Why do you care if others have visibility to the interface to these [non-public]methods [and classes]?
At the risk of another flame war: coding philosophy. Maintenance programmers have to identify the responsible classes in a short time, so javadoc generated documentation should describe the public functions that are designed around what it should do, rather than others that deal with 'how'. As you state, naming conventions can make this distinction clear, but it's my experience that an overloaded brain can't so readily ignore even easily filterable information.
Also, when I design a class, I decide at design stage what behaviours are exposed to the outside world, subclasses or other classes of the package. I'm a strong believer in encapsulation: if a behaviour was not designed and tested as public, exposing it without a rethink and retest of the class is too dangerous. If a programmer thinks a private function could be used as public and the compiler denies this, the hurdle of changing the class source code will encourage a proper examination.

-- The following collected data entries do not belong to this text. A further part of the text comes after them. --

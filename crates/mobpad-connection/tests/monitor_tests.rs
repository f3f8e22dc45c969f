//! Connection monitor behaviour against the in-memory socket.

use std::sync::Arc;
use std::time::{Duration, Instant};

use mobpad_connection::config::DEFAULT_URL;
use mobpad_connection::prelude::*;
use mobpad_test_helpers::prelude::*;
use parking_lot::Mutex;
use tracing_test::traced_test;

fn monitor_with(config: ConnectionConfig) -> (ConnectionMonitor<MockSocketFactory>, MockSocketFactory) {
    let factory = MockSocketFactory::new();
    let monitor = ConnectionMonitor::new(config, factory.clone());
    (monitor, factory)
}

fn monitor() -> (ConnectionMonitor<MockSocketFactory>, MockSocketFactory) {
    monitor_with(ConnectionConfig::default())
}

fn latest(factory: &MockSocketFactory) -> MockSocketHandle {
    must_some(factory.latest(), "no socket opened")
}

#[test]
fn test_first_socket_opened_on_construction() {
    let (monitor, factory) = monitor();
    assert_eq!(factory.connections(), 1);
    assert_eq!(monitor.generation(), Generation(1));
    assert_eq!(monitor.state(), ReadyState::Connecting);
    assert_eq!(latest(&factory).url(), DEFAULT_URL);
}

#[test]
fn test_open_socket_is_healthy() {
    let (mut monitor, factory) = monitor();
    latest(&factory).open();
    assert_eq!(monitor.check_connection(), HealthAction::Healthy);
    assert_eq!(factory.connections(), 1);
}

#[test]
fn test_closed_socket_is_replaced() {
    let (mut monitor, factory) = monitor();
    let first = latest(&factory);
    first.open();
    monitor.process_pending();
    first.drop_connection();

    assert_eq!(monitor.check_connection(), HealthAction::Reconnected);
    assert_eq!(factory.connections(), 2);
    assert_eq!(monitor.generation(), Generation(2));
    assert_eq!(monitor.reconnect_count(), 1);
    assert_eq!(monitor.state(), ReadyState::Connecting);
}

#[test]
fn test_connecting_within_timeout_waits() {
    let (mut monitor, factory) = monitor();
    let start = Instant::now();
    assert!(matches!(monitor.check_connection_at(start), HealthAction::Waiting { .. }));
    let action = monitor.check_connection_at(start + Duration::from_secs(9));
    assert_eq!(
        action,
        HealthAction::Waiting {
            state: ReadyState::Connecting,
            elapsed: Duration::from_secs(9),
        }
    );
    assert_eq!(factory.connections(), 1);
}

#[test]
fn test_stuck_connecting_forces_reconnect() {
    let (mut monitor, factory) = monitor();
    let start = Instant::now();
    monitor.check_connection_at(start);
    let action = monitor.check_connection_at(start + Duration::from_secs(11));

    assert_eq!(action, HealthAction::ForcedReconnect { state: ReadyState::Connecting });
    let stuck = must_some(factory.socket(0), "first socket");
    assert_eq!(stuck.close_calls(), 1);
    assert_eq!(factory.connections(), 2);
}

#[test]
fn test_stuck_closing_forces_reconnect() {
    let config = ConnectionConfig::default().with_stuck_timeout(Duration::from_secs(1));
    let (mut monitor, factory) = monitor_with(config);
    latest(&factory).set_state(ReadyState::Closing);
    let start = Instant::now();
    monitor.check_connection_at(start);
    let action = monitor.check_connection_at(start + Duration::from_secs(2));
    assert_eq!(action, HealthAction::ForcedReconnect { state: ReadyState::Closing });
}

#[test]
fn test_replacement_socket_gets_fresh_timeout() {
    let (mut monitor, factory) = monitor();
    let start = Instant::now();
    monitor.check_connection_at(start);
    monitor.check_connection_at(start + Duration::from_secs(11));
    let action = monitor.check_connection_at(start + Duration::from_secs(12));
    assert!(matches!(action, HealthAction::Waiting { elapsed, .. } if elapsed == Duration::ZERO));
    assert_eq!(factory.connections(), 2);
}

#[test]
fn test_events_from_replaced_socket_are_stale() {
    let (mut monitor, factory) = monitor();
    let old = latest(&factory);
    old.drop_connection();
    monitor.process_pending();
    monitor.check_connection();

    let received = Arc::new(Mutex::new(Vec::new()));
    let sink = Arc::clone(&received);
    monitor.subscribe(move |message: &InboundMessage| sink.lock().push(message.kind().to_owned()));

    old.receive(r#"{"type":"vibrate","data":{}}"#);
    old.emit(SocketEvent::Open);
    let stale = must_some(monitor.try_next_event(), "stale message");
    assert_eq!(monitor.handle_event(stale), EventOutcome::Stale);
    let stale = must_some(monitor.try_next_event(), "stale open");
    assert_eq!(monitor.handle_event(stale), EventOutcome::Stale);
    assert!(received.lock().is_empty());

    latest(&factory).open();
    latest(&factory).receive(r#"{"header":"vibrate","data":{}}"#);
    assert_eq!(monitor.process_pending(), 2);
    assert_eq!(*received.lock(), vec!["vibrate".to_string()]);
}

#[test]
fn test_send_while_connecting_queues_then_drains_on_open() {
    let (mut monitor, factory) = monitor();
    assert_eq!(monitor.send("a"), SendOutcome::Queued);
    assert_eq!(monitor.send("b"), SendOutcome::Queued);
    assert_eq!(monitor.queued(), 2);

    let socket = latest(&factory);
    socket.open();
    let event = must_some(monitor.try_next_event(), "open event");
    assert_eq!(monitor.handle_event(event), EventOutcome::Opened { drained: 2 });
    assert_eq!(socket.sent(), vec!["a", "b"]);
    assert_eq!(monitor.queued(), 0);

    assert_eq!(monitor.send("c"), SendOutcome::Sent);
    assert_eq!(socket.sent(), vec!["a", "b", "c"]);
}

#[test]
fn test_queue_survives_reconnect() {
    let (mut monitor, factory) = monitor();
    latest(&factory).drop_connection();
    monitor.send("held");
    monitor.check_connection();

    let fresh = latest(&factory);
    fresh.open();
    monitor.process_pending();
    assert_eq!(fresh.sent(), vec!["held"]);
}

#[test]
fn test_overflow_drop_oldest() {
    let config = ConnectionConfig::default().with_queue(2, OverflowPolicy::DropOldest);
    let (mut monitor, factory) = monitor_with(config);
    for payload in ["1", "2", "3"] {
        assert_eq!(monitor.send(payload), SendOutcome::Queued);
    }
    assert_eq!(monitor.dropped(), 1);

    latest(&factory).open();
    monitor.process_pending();
    assert_eq!(latest(&factory).sent(), vec!["2", "3"]);
}

#[test]
fn test_overflow_drop_newest() {
    let config = ConnectionConfig::default().with_queue(2, OverflowPolicy::DropNewest);
    let (mut monitor, factory) = monitor_with(config);
    monitor.send("1");
    monitor.send("2");
    assert_eq!(monitor.send("3"), SendOutcome::Dropped);

    latest(&factory).open();
    monitor.process_pending();
    assert_eq!(latest(&factory).sent(), vec!["1", "2"]);
}

#[test]
fn test_failed_send_is_queued_for_retry() {
    let (mut monitor, factory) = monitor();
    let socket = latest(&factory);
    socket.open();
    monitor.process_pending();

    socket.fail_sends(true);
    assert_eq!(monitor.send("retry-me"), SendOutcome::Queued);
    socket.fail_sends(false);
    assert_eq!(monitor.send("next"), SendOutcome::Sent);
    assert_eq!(socket.sent(), vec!["retry-me", "next"]);
}

#[test]
fn test_every_subscriber_sees_each_message() {
    let (mut monitor, factory) = monitor();
    let count = Arc::new(Mutex::new(0usize));
    for _ in 0..3 {
        let count = Arc::clone(&count);
        monitor.subscribe(move |_: &InboundMessage| *count.lock() += 1);
    }
    let socket = latest(&factory);
    socket.open();
    monitor.process_pending();

    socket.receive(r#"{"type":"ping"}"#);
    let event = must_some(monitor.try_next_event(), "message");
    assert_eq!(monitor.handle_event(event), EventOutcome::Dispatched { subscribers: 3 });
    assert_eq!(*count.lock(), 3);
}

#[test]
#[traced_test]
fn test_malformed_message_is_dropped_with_warning() {
    let (mut monitor, factory) = monitor();
    let socket = latest(&factory);
    socket.open();
    monitor.process_pending();

    socket.receive("not json at all");
    let event = must_some(monitor.try_next_event(), "message");
    assert_eq!(monitor.handle_event(event), EventOutcome::Rejected);
    assert!(logs_contain("Dropping malformed inbound message"));

    socket.receive(r#"{"data":{}}"#);
    let event = must_some(monitor.try_next_event(), "message");
    assert_eq!(monitor.handle_event(event), EventOutcome::Rejected);
}

#[test]
fn test_error_and_close_events() {
    let (mut monitor, factory) = monitor();
    let socket = latest(&factory);
    socket.emit(SocketEvent::Error("refused".into()));
    socket.drop_connection();
    let error = must_some(monitor.try_next_event(), "error");
    assert_eq!(monitor.handle_event(error), EventOutcome::Errored);
    let close = must_some(monitor.try_next_event(), "close");
    assert_eq!(monitor.handle_event(close), EventOutcome::Closed);
    assert_eq!(monitor.state(), ReadyState::Closed);
}

#[test]
fn test_close_closes_current_socket() {
    let (mut monitor, factory) = monitor();
    latest(&factory).open();
    monitor.close();
    assert_eq!(latest(&factory).close_calls(), 1);
    assert_eq!(monitor.state(), ReadyState::Closed);
}

#[tokio::test]
async fn test_next_event_awaits_delivery() {
    let (mut monitor, factory) = monitor();
    let socket = latest(&factory);
    tokio::spawn(async move {
        tokio::task::yield_now().await;
        socket.open();
    });
    let event = must_some(monitor.next_event().await, "open event");
    assert_eq!(event.generation, Generation(1));
    assert_eq!(event.event, SocketEvent::Open);
}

Just because some methods are declared public does not guarantee that they will be called in the correct circumstances (and many times may require a correct sequence).
What's your point? Having all message public doesn't help either.
I want mistakes such as passing a string parameter instead of an integer to be trapped at compile-time, not at system testing.
And what if you are passing parameters to-and-fro in a much more loosely coupled framework
The other flame war: I believe in well defined interfaces and strong typing is part of this. I'm a defensive coder and I want anything that can go wrong caught and shot as soon as possible. To me, a change of type is the result, as well as cause, of a change of design.
As for collections, I don't see your argument. If client code in Java is expecting a member of a collection to be an incorrect type, it will miscast it and an exception will be thrown. In Smalltalk, the client code will pass the member messages it doesn't understand and an exception will be thrown. Smalltalk just makes the code cleaner and more readable. This is good but not enough to convince to ditch Java-style typechecking.